• **Source information**
▽

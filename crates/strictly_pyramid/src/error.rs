//! Error types for the pyramid game model.

use crate::geometry::Cell;
use derive_more::{Display, Error};

/// A row-size profile that cannot describe a board.
///
/// This is the only hard failure in the crate: every other operation is
/// total once a geometry exists.
#[derive(Debug, Clone, PartialEq, Eq, Display, Error)]
pub enum GeometryError {
    /// The profile has no rows.
    #[display("Row profile is empty")]
    EmptyProfile,

    /// A row was declared with zero cells (rows are numbered from 1).
    #[display("Row {} has no cells", row)]
    ZeroSizedRow {
        /// Row number, counted from the apex.
        row: usize,
    },
}

/// A serialized game state that cannot be restored.
#[derive(Debug, Clone, PartialEq, Eq, Display, Error)]
pub enum SnapshotError {
    /// The cached outcome is not -1, 0 or +1.
    #[display("Cached outcome {} is not -1, 0 or 1", outcome)]
    OutcomeOutOfRange {
        /// The rejected value.
        outcome: i8,
    },
}

/// Reason a move cannot be applied to a state.
///
/// The engine never returns this to callers; it logs it and ignores the move.
#[derive(Debug, Clone, PartialEq, Eq, Display)]
pub enum MoveError {
    /// The cell is not part of the board.
    #[display("Cell {} is not on the board", _0)]
    OffBoard(Cell),

    /// The cell already holds a marker.
    #[display("Cell {} is already occupied", _0)]
    Occupied(Cell),

    /// The cell is neither occupied nor listed among the remaining moves.
    #[display("Cell {} is not among the remaining moves", _0)]
    NotAvailable(Cell),

    /// The state itself breaks an invariant, e.g. it came from another board.
    #[display("Inconsistent state: {}", _0)]
    InconsistentState(String),

    /// A postcondition failed after the transition.
    #[display("Invariant violation: {}", _0)]
    InvariantViolation(String),
}

impl std::error::Error for MoveError {}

△

Your answer must be the line containing "is not on the" through the last line above, copied exactly, with nothing added.

• **Written reply**
    #[display("Cell {} is not on the board", _0)]
    OffBoard(Cell),

    /// The cell already holds a marker.
    #[display("Cell {} is already occupied", _0)]
    Occupied(Cell),

    /// The cell is neither occupied nor listed among the remaining moves.
    #[display("Cell {} is not among the remaining moves", _0)]
    NotAvailable(Cell),

    /// The state itself breaks an invariant, e.g. it came from another board.
    #[display("Inconsistent state: {}", _0)]
    InconsistentState(String),

    /// A postcondition failed after the transition.
    #[display("Invariant violation: {}", _0)]
    InvariantViolation(String),
}

impl std::error::Error for MoveError {}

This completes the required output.